### WORK ORDER
Which lines in the records below contain the word "BufReader"? Report each of them.

[Start of Attachment]

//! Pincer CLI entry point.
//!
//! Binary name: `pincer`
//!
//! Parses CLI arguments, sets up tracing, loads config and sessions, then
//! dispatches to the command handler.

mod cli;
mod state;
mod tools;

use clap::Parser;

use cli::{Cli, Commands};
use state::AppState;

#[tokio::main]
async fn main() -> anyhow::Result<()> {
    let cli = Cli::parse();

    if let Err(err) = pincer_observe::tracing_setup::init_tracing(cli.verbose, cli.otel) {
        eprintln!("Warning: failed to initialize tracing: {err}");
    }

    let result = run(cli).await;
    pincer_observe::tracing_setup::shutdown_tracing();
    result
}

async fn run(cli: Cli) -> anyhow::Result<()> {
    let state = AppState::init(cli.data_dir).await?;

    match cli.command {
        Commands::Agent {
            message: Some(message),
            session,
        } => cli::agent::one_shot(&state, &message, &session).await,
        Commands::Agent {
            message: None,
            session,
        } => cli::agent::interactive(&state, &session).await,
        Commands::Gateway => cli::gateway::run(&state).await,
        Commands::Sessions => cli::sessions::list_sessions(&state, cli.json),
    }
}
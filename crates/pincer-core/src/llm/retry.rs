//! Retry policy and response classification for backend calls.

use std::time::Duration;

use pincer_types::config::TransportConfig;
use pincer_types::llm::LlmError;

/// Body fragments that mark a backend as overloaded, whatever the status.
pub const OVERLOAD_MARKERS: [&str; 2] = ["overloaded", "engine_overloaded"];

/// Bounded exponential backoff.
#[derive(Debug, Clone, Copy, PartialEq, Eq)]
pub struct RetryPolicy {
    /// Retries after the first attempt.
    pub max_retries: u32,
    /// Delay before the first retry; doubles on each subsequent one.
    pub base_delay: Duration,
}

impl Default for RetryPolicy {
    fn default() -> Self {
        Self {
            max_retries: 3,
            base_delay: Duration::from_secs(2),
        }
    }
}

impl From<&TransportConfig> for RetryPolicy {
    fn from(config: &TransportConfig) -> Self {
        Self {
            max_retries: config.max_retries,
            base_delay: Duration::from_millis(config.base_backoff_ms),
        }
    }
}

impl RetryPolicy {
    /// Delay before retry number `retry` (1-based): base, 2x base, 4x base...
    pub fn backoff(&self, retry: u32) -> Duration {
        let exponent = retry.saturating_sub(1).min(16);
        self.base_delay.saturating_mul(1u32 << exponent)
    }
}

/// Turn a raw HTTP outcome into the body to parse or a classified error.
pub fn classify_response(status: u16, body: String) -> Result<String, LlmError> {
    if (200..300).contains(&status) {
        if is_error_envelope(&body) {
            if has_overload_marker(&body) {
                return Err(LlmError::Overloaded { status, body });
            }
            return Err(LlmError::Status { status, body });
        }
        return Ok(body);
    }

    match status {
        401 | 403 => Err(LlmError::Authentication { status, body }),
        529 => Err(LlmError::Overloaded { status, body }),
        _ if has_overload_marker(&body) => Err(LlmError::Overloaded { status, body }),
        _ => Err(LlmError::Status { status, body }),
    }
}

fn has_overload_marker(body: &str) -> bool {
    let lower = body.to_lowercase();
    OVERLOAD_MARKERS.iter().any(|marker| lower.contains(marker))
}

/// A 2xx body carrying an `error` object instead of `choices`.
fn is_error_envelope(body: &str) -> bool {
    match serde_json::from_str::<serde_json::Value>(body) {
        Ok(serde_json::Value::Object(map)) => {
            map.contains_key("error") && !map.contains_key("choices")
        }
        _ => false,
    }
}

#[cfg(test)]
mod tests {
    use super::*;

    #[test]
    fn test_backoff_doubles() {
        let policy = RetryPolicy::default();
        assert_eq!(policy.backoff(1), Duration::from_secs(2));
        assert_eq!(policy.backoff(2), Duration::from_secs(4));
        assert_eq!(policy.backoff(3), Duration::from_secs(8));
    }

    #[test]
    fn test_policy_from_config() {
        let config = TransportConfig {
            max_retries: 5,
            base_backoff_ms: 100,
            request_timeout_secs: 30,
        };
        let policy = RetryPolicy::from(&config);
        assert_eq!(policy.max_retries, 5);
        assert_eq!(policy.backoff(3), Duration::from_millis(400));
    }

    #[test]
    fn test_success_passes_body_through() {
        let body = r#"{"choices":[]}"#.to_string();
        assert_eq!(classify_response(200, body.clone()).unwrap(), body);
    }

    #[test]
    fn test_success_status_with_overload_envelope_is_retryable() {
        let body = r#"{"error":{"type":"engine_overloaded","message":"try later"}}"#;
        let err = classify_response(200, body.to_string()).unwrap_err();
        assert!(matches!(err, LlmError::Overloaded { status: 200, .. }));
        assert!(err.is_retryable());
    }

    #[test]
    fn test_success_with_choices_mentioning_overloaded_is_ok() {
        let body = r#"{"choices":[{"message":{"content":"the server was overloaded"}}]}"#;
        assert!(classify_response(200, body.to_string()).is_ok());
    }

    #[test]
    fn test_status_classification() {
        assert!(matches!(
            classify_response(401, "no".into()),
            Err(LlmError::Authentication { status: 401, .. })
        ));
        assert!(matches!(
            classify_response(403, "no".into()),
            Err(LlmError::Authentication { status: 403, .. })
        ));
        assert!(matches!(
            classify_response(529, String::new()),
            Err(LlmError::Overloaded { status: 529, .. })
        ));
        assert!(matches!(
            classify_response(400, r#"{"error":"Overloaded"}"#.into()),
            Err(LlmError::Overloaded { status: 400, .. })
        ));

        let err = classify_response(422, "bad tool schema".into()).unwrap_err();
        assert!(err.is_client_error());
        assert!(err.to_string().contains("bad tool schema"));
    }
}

[End of Attachment]
[Start of Attachment]

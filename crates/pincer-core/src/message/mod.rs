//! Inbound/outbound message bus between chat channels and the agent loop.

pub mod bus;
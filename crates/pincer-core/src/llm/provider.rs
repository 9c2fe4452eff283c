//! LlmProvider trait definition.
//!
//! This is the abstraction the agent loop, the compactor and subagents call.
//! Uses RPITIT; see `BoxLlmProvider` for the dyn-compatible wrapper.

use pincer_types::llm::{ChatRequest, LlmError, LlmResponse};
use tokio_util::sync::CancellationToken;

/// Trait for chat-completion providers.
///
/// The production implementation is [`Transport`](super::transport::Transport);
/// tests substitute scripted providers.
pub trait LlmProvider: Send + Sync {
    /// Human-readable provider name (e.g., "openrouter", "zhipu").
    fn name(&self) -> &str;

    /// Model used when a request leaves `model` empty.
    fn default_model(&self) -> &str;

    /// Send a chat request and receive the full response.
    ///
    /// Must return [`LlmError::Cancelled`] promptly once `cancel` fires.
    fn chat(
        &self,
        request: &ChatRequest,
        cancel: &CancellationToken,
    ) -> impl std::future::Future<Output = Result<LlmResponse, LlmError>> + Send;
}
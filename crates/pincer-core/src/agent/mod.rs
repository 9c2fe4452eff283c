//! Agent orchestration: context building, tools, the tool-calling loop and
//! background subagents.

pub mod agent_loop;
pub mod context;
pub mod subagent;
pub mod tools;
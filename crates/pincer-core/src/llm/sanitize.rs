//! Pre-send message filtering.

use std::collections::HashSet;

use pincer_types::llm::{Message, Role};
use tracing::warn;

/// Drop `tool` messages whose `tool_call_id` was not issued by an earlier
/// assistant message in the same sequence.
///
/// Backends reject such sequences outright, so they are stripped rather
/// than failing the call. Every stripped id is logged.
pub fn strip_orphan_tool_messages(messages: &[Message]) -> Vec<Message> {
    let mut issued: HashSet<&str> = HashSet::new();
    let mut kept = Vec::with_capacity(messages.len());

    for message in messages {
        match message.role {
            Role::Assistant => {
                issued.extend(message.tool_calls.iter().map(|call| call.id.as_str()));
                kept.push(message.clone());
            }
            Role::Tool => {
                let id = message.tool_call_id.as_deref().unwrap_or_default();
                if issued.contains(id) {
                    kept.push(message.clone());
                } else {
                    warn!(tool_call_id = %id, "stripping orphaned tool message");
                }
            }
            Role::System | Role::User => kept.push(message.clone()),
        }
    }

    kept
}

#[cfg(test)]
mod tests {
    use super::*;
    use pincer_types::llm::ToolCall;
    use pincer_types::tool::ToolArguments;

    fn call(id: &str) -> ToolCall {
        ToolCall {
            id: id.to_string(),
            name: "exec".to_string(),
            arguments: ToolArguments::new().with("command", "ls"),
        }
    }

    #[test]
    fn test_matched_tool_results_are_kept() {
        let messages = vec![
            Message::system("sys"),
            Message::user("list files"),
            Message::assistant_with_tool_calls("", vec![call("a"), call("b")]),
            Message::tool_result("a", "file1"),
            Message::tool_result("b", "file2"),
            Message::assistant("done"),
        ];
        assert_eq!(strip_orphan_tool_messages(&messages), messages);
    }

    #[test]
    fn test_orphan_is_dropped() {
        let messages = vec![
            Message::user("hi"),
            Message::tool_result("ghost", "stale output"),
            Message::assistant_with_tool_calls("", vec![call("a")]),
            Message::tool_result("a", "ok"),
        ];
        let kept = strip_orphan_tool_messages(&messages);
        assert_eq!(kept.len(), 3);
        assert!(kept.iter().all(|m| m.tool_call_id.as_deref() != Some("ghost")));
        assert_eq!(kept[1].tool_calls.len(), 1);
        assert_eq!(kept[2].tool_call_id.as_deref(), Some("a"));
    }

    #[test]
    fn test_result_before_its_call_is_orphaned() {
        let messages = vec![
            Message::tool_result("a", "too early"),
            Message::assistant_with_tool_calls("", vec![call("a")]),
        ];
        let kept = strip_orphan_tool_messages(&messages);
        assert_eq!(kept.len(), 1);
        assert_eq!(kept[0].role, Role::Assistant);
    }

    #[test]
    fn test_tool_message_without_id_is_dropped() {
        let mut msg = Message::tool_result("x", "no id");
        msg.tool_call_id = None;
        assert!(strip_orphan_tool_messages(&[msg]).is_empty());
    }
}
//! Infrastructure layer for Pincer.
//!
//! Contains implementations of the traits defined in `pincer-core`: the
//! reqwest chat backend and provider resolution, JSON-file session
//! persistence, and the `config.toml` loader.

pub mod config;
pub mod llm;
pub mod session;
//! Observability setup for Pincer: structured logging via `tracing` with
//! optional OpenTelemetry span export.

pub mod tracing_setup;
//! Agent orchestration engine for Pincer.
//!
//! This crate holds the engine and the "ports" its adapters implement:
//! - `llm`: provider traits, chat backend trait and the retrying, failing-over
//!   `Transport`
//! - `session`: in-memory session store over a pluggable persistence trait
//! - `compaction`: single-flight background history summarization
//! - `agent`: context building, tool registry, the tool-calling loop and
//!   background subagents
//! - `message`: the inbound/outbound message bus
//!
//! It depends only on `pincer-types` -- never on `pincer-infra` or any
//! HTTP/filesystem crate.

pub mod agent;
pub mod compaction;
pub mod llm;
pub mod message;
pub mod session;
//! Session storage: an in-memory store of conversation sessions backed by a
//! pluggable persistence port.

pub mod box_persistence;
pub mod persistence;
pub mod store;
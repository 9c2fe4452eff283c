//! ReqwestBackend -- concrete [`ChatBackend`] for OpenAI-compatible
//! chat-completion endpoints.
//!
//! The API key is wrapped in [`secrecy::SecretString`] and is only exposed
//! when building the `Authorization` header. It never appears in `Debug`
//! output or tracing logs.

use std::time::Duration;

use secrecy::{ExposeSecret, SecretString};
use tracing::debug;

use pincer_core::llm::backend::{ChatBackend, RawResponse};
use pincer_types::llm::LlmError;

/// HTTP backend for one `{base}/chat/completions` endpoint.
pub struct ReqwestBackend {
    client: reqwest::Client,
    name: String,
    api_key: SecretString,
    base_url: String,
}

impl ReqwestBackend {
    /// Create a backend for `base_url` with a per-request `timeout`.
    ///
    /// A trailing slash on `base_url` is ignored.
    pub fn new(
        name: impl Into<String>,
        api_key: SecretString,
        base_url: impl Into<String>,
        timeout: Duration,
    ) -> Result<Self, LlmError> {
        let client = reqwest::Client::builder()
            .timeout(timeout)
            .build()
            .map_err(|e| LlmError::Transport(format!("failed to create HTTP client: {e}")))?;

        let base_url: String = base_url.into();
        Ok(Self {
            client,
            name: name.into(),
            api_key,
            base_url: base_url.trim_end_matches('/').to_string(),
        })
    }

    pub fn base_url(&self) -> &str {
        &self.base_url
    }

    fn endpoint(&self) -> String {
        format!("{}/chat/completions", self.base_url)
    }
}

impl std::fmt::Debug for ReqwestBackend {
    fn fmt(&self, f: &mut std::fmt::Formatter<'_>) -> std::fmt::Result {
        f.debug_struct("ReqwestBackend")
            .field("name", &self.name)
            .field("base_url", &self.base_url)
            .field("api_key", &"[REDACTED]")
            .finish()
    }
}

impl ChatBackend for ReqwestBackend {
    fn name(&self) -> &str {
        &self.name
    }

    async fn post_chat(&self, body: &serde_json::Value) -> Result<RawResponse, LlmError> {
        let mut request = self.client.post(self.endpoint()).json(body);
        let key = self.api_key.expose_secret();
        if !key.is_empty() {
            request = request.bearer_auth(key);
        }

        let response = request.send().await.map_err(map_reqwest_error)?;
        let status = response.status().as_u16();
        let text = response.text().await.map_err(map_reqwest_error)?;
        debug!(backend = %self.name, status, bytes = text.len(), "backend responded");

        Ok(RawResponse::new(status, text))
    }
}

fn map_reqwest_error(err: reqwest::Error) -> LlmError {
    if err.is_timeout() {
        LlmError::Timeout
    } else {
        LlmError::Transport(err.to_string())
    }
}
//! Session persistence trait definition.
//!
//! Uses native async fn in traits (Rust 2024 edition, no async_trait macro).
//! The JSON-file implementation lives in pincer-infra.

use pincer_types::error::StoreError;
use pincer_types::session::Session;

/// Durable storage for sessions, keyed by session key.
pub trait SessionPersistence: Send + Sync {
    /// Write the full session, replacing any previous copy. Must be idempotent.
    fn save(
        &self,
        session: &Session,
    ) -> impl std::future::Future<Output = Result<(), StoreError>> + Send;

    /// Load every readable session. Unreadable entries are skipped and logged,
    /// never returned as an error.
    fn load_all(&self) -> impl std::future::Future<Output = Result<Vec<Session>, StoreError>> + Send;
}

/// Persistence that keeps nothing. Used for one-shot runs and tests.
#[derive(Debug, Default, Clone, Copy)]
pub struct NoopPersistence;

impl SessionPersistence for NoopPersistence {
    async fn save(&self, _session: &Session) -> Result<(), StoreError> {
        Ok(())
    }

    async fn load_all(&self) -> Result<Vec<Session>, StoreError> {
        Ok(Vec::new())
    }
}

[End of Attachment]
[Start of Attachment]

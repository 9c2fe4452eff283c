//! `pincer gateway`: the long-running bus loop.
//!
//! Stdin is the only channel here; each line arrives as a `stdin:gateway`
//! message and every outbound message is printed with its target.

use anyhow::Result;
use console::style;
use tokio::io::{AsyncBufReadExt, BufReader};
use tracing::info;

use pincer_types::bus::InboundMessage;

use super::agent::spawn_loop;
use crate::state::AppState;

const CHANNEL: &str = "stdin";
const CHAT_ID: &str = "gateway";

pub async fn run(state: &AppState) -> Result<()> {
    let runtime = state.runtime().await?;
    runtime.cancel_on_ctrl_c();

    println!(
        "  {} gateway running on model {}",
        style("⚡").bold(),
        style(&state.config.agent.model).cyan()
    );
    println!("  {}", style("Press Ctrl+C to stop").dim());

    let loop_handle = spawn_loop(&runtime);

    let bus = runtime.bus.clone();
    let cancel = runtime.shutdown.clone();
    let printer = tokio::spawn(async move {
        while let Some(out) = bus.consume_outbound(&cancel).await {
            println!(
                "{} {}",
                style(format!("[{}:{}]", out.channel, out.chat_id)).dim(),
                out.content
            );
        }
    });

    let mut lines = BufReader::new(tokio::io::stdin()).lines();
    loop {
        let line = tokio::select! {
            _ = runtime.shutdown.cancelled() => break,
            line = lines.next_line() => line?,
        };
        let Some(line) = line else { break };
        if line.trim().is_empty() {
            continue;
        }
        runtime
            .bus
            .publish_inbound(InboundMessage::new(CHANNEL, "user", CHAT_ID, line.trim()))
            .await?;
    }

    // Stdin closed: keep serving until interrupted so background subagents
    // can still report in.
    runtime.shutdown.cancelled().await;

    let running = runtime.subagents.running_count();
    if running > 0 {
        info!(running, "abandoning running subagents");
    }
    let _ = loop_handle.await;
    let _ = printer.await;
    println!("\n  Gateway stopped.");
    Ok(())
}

[End of Attachment]

### RESPONSE TO THE EXERCISE
use tokio::io::{AsyncBufReadExt, BufReader};
    let mut lines = BufReader::new(tokio::io::stdin()).lines();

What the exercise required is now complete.